• GIVEN DATA
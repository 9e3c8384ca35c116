//! Table storage and value comparison.

use bastion_core::error::{Result, StorageError};
use bastion_core::meta::{FieldInfo, ModelMeta};
use serde_json::{Map, Value};
use std::cmp::Ordering;
use std::collections::{BTreeMap, HashMap};

/// A stored row: physical column name to value.
pub type Row = Map<String, Value>;

/// Rows of one model, keyed by an internal, never reused row key.
#[derive(Debug, Clone, Default)]
pub struct Table {
    pub(crate) rows: BTreeMap<u64, Row>,
    next_key: u64,
}

impl Table {
    pub(crate) fn insert(&mut self, row: Row) -> u64 {
        let key = self.next_key;
        self.next_key += 1;
        self.rows.insert(key, row);
        key
    }

    pub fn len(&self) -> usize {
        self.rows.len()
    }

    pub fn is_empty(&self) -> bool {
        self.rows.is_empty()
    }
}

/// Complete database state. Cloned to take transaction snapshots.
#[derive(Debug, Clone, Default)]
pub struct State {
    pub(crate) tables: HashMap<String, Table>,
    sequences: HashMap<String, i64>,
}

impl State {
    pub(crate) fn table(&self, model: &str) -> Option<&Table> {
        self.tables.get(model)
    }

    pub(crate) fn table_mut(&mut self, model: &str) -> &mut Table {
        self.tables.entry(model.to_string()).or_default()
    }

    /// Next value of the autoincrement sequence of `model.field`.
    pub(crate) fn next_sequence(&mut self, model: &str, field: &str) -> i64 {
        let current_max = self
            .tables
            .get(model)
            .map(|t| {
                t.rows
                    .values()
                    .filter_map(|r| r.get(field).and_then(Value::as_i64))
                    .max()
                    .unwrap_or(0)
            })
            .unwrap_or(0);
        let counter = self.sequences.entry(format!("{}.{}", model, field)).or_insert(0);
        *counter = (*counter).max(current_max) + 1;
        *counter
    }

    /// Number of rows stored for a model.
    pub fn row_count(&self, model: &str) -> usize {
        self.tables.get(model).map(Table::len).unwrap_or(0)
    }

    /// All rows of a model, in insertion order.
    pub fn rows(&self, model: &str) -> Vec<Row> {
        self.tables
            .get(model)
            .map(|t| t.rows.values().cloned().collect())
            .unwrap_or_default()
    }
}

/// Whether a field is stored in the model's own table.
pub(crate) fn is_physical(field: &FieldInfo) -> bool {
    !field.is_data_model && (field.inherited_from.is_none() || field.is_id)
}

/// Look up a field a query refers to.
pub(crate) fn query_field<'m>(meta: &'m ModelMeta, model: &str, name: &str) -> Result<&'m FieldInfo> {
    meta.field(model, name).ok_or_else(|| {
        StorageError::InvalidQuery(format!("unknown field {}.{}", model, name)).into()
    })
}

/// Reject scalar access to a field that lives in a base model's table.
pub(crate) fn ensure_physical(model: &str, field: &FieldInfo) -> Result<()> {
    if !field.is_data_model && !is_physical(field) {
        return Err(StorageError::InvalidQuery(format!(
            "field {}.{} is stored on {}",
            model,
            field.name,
            field.inherited_from.as_deref().unwrap_or("a base model")
        ))
        .into());
    }
    Ok(())
}

/// Equality with numeric coercion.
pub(crate) fn values_equal(a: &Value, b: &Value) -> bool {
    match (a, b) {
        (Value::Number(x), Value::Number(y)) => match (x.as_f64(), y.as_f64()) {
            (Some(x), Some(y)) => x == y,
            _ => x == y,
        },
        _ => a == b,
    }
}

/// Ordering of two scalar values; `None` when they are not comparable.
pub(crate) fn compare_values(a: &Value, b: &Value) -> Option<Ordering> {
    match (a, b) {
        (Value::Number(x), Value::Number(y)) => x.as_f64()?.partial_cmp(&y.as_f64()?),
        (Value::String(x), Value::String(y)) => Some(x.cmp(y)),
        (Value::Bool(x), Value::Bool(y)) => Some(x.cmp(y)),
        (Value::Null, Value::Null) => Some(Ordering::Equal),
        _ => None,
    }
}

/// Ordering used when sorting; nulls sort before everything else.
pub(crate) fn sort_order(a: &Value, b: &Value) -> Ordering {
    match (a, b) {
        (Value::Null, Value::Null) => Ordering::Equal,
        (Value::Null, _) => Ordering::Less,
        (_, Value::Null) => Ordering::Greater,
        _ => compare_values(a, b).unwrap_or(Ordering::Equal),
    }
}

• EXERCISE BRIEF
The whole listing above is to be copied exactly.

• SOLUTION FOR THIS PROBLEM
repository 9e3c8384ca35c116
//! Table storage and value comparison.

use bastion_core::error::{Result, StorageError};
use bastion_core::meta::{FieldInfo, ModelMeta};
use serde_json::{Map, Value};
use std::cmp::Ordering;
use std::collections::{BTreeMap, HashMap};

/// A stored row: physical column name to value.
pub type Row = Map<String, Value>;

/// Rows of one model, keyed by an internal, never reused row key.
#[derive(Debug, Clone, Default)]
pub struct Table {
    pub(crate) rows: BTreeMap<u64, Row>,
    next_key: u64,
}

impl Table {
    pub(crate) fn insert(&mut self, row: Row) -> u64 {
        let key = self.next_key;
        self.next_key += 1;
        self.rows.insert(key, row);
        key
    }

    pub fn len(&self) -> usize {
        self.rows.len()
    }

    pub fn is_empty(&self) -> bool {
        self.rows.is_empty()
    }
}

/// Complete database state. Cloned to take transaction snapshots.
#[derive(Debug, Clone, Default)]
pub struct State {
    pub(crate) tables: HashMap<String, Table>,
    sequences: HashMap<String, i64>,
}

impl State {
    pub(crate) fn table(&self, model: &str) -> Option<&Table> {
        self.tables.get(model)
    }

    pub(crate) fn table_mut(&mut self, model: &str) -> &mut Table {
        self.tables.entry(model.to_string()).or_default()
    }

    /// Next value of the autoincrement sequence of `model.field`.
    pub(crate) fn next_sequence(&mut self, model: &str, field: &str) -> i64 {
        let current_max = self
            .tables
            .get(model)
            .map(|t| {
                t.rows
                    .values()
                    .filter_map(|r| r.get(field).and_then(Value::as_i64))
                    .max()
                    .unwrap_or(0)
            })
            .unwrap_or(0);
        let counter = self.sequences.entry(format!("{}.{}", model, field)).or_insert(0);
        *counter = (*counter).max(current_max) + 1;
        *counter
    }

    /// Number of rows stored for a model.
    pub fn row_count(&self, model: &str) -> usize {
        self.tables.get(model).map(Table::len).unwrap_or(0)
    }

    /// All rows of a model, in insertion order.
    pub fn rows(&self, model: &str) -> Vec<Row> {
        self.tables
            .get(model)
            .map(|t| t.rows.values().cloned().collect())
            .unwrap_or_default()
    }
}

/// Whether a field is stored in the model's own table.
pub(crate) fn is_physical(field: &FieldInfo) -> bool {
    !field.is_data_model && (field.inherited_from.is_none() || field.is_id)
}

/// Look up a field a query refers to.
pub(crate) fn query_field<'m>(meta: &'m ModelMeta, model: &str, name: &str) -> Result<&'m FieldInfo> {
    meta.field(model, name).ok_or_else(|| {
        StorageError::InvalidQuery(format!("unknown field {}.{}", model, name)).into()
    })
}

/// Reject scalar access to a field that lives in a base model's table.
pub(crate) fn ensure_physical(model: &str, field: &FieldInfo) -> Result<()> {
    if !field.is_data_model && !is_physical(field) {
        return Err(StorageError::InvalidQuery(format!(
            "field {}.{} is stored on {}",
            model,
            field.name,
            field.inherited_from.as_deref().unwrap_or("a base model")
        ))
        .into());
    }
    Ok(())
}

/// Equality with numeric coercion.
pub(crate) fn values_equal(a: &Value, b: &Value) -> bool {
    match (a, b) {
        (Value::Number(x), Value::Number(y)) => match (x.as_f64(), y.as_f64()) {
            (Some(x), Some(y)) => x == y,
            _ => x == y,
        },
        _ => a == b,
    }
}

/// Ordering of two scalar values; `None` when they are not comparable.
pub(crate) fn compare_values(a: &Value, b: &Value) -> Option<Ordering> {
    match (a, b) {
        (Value::Number(x), Value::Number(y)) => x.as_f64()?.partial_cmp(&y.as_f64()?),
        (Value::String(x), Value::String(y)) => Some(x.cmp(y)),
        (Value::Bool(x), Value::Bool(y)) => Some(x.cmp(y)),
        (Value::Null, Value::Null) => Some(Ordering::Equal),
        _ => None,
    }
}

/// Ordering used when sorting; nulls sort before everything else.
pub(crate) fn sort_order(a: &Value, b: &Value) -> Ordering {
    match (a, b) {
        (Value::Null, Value::Null) => Ordering::Equal,
        (Value::Null, _) => Ordering::Less,
        (_, Value::Null) => Ordering::Greater,
        _ => compare_values(a, b).unwrap_or(Ordering::Equal),
    }
}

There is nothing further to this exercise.